- Opening Delimiter -

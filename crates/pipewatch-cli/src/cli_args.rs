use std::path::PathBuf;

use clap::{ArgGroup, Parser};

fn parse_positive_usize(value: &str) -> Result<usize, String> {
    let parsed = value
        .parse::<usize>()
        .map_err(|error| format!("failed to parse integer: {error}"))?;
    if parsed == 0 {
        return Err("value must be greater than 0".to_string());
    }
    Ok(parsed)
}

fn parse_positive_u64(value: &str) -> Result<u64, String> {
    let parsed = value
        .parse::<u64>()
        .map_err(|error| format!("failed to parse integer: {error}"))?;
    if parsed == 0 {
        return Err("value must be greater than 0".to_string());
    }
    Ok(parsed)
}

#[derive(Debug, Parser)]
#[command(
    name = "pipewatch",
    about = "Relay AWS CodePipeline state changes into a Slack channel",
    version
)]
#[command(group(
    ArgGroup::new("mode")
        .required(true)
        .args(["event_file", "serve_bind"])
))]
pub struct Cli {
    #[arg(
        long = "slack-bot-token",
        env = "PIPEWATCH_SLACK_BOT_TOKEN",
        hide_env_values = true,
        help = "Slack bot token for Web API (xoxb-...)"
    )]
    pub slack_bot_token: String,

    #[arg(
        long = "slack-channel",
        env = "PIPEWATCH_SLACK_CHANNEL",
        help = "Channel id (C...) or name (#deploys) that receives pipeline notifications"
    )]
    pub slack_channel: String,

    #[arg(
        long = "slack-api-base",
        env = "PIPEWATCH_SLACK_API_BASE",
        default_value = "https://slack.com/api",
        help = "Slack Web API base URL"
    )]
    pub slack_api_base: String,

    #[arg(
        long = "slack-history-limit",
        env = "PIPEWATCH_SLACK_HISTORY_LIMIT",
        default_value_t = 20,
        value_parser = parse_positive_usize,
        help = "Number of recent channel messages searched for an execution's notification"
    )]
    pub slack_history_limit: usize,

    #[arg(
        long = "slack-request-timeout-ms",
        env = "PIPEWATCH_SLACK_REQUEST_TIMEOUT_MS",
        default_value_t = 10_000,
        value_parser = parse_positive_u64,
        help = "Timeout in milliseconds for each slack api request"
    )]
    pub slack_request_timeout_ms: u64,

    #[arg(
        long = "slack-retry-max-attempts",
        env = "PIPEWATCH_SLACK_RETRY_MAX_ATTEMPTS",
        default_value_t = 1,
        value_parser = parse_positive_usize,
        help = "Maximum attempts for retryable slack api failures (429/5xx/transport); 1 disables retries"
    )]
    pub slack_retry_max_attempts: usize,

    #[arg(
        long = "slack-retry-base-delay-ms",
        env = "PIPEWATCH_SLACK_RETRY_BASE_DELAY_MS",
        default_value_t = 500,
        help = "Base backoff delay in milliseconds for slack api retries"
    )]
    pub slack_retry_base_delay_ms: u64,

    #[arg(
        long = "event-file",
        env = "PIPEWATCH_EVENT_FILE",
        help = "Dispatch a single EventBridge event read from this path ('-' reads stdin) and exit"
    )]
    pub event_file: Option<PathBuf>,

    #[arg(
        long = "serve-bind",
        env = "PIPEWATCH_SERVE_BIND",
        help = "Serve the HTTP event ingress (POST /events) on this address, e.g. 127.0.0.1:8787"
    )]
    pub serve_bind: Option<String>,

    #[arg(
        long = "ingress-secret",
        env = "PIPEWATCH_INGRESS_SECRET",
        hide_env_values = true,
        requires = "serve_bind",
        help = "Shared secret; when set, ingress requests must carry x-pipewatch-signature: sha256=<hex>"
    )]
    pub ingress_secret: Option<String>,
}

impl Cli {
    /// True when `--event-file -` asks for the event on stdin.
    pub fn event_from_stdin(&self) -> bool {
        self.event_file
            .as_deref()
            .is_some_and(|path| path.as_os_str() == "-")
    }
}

- Closing Delimiter -
- Opening Delimiter -

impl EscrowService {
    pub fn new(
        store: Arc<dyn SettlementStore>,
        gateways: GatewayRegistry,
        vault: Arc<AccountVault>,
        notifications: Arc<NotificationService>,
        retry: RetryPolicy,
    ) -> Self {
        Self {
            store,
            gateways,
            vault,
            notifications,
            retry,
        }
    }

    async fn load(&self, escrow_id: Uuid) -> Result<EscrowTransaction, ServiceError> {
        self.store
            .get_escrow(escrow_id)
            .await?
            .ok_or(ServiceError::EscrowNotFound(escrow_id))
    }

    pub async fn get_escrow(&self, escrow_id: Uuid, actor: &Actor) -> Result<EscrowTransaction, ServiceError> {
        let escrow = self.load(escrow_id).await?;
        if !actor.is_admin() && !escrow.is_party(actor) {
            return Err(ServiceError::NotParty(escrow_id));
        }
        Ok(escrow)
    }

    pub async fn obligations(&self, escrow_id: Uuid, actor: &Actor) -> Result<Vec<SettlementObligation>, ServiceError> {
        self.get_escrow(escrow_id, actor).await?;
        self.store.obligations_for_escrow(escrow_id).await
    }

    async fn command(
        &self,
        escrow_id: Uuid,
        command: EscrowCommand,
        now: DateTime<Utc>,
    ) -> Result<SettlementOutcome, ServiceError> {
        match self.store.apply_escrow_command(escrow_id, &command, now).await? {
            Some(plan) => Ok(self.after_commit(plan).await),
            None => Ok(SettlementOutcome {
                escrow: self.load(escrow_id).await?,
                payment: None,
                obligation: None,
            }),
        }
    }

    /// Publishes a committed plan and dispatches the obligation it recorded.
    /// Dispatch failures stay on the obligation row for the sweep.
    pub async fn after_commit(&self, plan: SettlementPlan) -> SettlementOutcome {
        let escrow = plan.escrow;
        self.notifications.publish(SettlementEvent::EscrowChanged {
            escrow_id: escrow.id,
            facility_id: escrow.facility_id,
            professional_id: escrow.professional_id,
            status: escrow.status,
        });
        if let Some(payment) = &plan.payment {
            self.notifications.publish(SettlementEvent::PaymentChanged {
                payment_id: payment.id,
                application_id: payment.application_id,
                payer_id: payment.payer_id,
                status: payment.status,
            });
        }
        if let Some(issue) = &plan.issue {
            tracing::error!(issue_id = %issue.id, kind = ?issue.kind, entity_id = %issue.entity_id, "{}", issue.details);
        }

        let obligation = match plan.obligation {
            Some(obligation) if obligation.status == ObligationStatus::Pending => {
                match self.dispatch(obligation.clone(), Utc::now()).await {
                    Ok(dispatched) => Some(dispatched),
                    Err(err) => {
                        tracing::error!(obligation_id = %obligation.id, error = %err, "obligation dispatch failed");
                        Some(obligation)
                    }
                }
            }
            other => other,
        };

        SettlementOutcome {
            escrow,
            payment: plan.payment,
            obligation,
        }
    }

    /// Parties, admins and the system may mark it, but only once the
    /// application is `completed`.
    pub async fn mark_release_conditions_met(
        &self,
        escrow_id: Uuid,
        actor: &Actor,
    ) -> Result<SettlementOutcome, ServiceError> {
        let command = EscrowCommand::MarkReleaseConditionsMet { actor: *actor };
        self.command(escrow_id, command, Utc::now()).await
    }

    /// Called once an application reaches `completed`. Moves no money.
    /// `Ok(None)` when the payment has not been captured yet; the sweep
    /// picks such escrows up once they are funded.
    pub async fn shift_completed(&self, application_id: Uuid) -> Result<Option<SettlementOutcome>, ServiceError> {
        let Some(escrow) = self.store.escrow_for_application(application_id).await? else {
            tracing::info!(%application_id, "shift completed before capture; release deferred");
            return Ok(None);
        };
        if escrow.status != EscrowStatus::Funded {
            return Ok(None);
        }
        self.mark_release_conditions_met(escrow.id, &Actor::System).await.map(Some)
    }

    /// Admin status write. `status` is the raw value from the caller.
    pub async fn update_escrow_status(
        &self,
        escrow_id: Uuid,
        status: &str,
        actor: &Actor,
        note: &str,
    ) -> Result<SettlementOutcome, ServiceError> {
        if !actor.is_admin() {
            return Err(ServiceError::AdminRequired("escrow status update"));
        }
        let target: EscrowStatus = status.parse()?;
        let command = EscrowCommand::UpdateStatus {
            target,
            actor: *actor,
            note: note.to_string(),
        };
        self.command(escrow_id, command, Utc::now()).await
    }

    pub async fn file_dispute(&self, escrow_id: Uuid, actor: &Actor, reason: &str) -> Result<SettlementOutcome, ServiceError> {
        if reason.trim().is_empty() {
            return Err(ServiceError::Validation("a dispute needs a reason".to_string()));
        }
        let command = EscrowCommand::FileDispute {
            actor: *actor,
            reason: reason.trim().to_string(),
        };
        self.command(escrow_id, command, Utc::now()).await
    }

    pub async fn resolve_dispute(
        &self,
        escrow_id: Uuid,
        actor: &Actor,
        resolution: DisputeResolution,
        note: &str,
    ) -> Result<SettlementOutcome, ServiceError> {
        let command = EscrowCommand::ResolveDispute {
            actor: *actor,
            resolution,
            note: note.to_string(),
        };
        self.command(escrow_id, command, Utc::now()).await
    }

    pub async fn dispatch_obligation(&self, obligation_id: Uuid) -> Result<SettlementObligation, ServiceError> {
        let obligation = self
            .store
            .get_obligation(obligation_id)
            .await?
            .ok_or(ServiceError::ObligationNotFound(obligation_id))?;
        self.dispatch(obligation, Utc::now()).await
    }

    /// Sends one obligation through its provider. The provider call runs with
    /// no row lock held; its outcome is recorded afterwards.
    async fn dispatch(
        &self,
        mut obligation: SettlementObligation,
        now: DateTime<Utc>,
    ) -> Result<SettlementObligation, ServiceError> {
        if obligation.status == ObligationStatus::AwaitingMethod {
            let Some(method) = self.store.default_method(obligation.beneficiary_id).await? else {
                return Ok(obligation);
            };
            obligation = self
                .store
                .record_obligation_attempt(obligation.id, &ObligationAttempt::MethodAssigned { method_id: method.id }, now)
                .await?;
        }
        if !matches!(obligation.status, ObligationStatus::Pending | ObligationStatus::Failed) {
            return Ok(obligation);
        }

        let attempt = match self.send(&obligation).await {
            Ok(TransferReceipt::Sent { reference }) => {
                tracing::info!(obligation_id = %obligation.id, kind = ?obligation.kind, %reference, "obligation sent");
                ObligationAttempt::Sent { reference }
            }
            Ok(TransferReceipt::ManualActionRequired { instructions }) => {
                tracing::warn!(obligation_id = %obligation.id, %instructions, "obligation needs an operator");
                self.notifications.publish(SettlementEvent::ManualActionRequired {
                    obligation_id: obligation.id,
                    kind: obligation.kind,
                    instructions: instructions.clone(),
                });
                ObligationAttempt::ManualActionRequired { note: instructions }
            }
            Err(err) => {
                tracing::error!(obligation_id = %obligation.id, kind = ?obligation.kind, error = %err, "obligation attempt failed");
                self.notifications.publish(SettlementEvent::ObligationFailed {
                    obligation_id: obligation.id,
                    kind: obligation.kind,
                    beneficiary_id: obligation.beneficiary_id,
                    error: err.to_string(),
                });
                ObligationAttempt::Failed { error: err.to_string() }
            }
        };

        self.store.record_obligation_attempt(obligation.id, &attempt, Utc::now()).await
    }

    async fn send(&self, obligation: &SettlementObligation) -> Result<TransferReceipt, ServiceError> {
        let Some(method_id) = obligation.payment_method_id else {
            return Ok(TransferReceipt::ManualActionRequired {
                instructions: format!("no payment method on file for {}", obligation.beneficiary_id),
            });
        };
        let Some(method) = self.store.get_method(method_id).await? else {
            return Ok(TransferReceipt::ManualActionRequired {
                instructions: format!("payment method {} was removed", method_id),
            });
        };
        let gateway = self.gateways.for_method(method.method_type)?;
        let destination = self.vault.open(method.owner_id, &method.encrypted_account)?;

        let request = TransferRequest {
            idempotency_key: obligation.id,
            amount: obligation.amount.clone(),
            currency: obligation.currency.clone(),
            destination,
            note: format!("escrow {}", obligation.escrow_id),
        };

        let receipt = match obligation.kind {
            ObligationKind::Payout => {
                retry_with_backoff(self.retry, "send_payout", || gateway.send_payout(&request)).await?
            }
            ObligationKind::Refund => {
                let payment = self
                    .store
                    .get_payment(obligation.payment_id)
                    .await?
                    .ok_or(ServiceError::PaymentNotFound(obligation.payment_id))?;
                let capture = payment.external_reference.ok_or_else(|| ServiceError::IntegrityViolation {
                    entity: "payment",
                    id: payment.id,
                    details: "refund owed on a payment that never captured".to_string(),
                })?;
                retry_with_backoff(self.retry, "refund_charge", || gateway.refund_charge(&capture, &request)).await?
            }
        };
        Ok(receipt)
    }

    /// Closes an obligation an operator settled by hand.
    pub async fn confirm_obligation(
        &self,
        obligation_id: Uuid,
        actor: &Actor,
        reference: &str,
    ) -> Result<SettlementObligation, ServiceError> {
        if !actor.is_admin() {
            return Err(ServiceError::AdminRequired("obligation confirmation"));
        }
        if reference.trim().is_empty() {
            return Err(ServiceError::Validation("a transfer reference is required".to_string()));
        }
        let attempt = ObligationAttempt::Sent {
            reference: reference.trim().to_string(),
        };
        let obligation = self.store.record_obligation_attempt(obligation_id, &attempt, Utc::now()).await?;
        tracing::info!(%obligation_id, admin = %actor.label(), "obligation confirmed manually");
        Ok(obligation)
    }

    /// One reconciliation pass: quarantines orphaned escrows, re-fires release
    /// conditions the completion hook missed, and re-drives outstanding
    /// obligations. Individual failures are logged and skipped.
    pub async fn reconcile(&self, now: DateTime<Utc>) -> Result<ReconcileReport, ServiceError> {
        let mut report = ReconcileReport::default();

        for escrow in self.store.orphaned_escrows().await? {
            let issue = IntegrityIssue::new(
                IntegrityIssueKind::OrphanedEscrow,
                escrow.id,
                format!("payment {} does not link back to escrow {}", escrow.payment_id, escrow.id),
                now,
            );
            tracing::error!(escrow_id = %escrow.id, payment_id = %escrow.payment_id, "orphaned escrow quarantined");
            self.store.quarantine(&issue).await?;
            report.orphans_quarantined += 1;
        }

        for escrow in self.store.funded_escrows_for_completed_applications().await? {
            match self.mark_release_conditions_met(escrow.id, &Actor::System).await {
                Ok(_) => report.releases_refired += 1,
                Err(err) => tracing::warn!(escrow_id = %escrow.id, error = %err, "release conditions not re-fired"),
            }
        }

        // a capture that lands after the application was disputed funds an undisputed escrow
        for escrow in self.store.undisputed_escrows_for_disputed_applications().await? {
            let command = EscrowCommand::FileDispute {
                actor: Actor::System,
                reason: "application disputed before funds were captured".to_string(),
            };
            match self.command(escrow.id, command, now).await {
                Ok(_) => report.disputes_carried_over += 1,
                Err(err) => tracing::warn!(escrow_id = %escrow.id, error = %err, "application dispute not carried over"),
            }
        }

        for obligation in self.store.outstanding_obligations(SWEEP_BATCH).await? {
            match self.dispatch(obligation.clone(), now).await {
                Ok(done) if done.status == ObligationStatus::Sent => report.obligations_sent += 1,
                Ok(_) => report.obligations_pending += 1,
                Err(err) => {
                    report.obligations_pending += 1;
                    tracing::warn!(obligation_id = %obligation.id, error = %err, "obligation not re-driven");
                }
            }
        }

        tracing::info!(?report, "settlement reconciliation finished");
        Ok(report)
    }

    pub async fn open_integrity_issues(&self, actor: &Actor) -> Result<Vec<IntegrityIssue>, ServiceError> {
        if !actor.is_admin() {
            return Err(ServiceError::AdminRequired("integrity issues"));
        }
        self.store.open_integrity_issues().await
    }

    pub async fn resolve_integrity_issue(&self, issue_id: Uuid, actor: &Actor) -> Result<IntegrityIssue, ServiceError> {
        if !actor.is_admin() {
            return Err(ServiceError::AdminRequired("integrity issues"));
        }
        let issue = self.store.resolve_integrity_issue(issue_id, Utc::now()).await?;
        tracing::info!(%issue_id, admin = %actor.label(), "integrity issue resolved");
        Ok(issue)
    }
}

- Closing Delimiter -

*Task to carry out*: Each line of the data that includes "ObligationKind" should be copied.

*Response area*:
            ObligationKind::Payout => {
            ObligationKind::Refund => {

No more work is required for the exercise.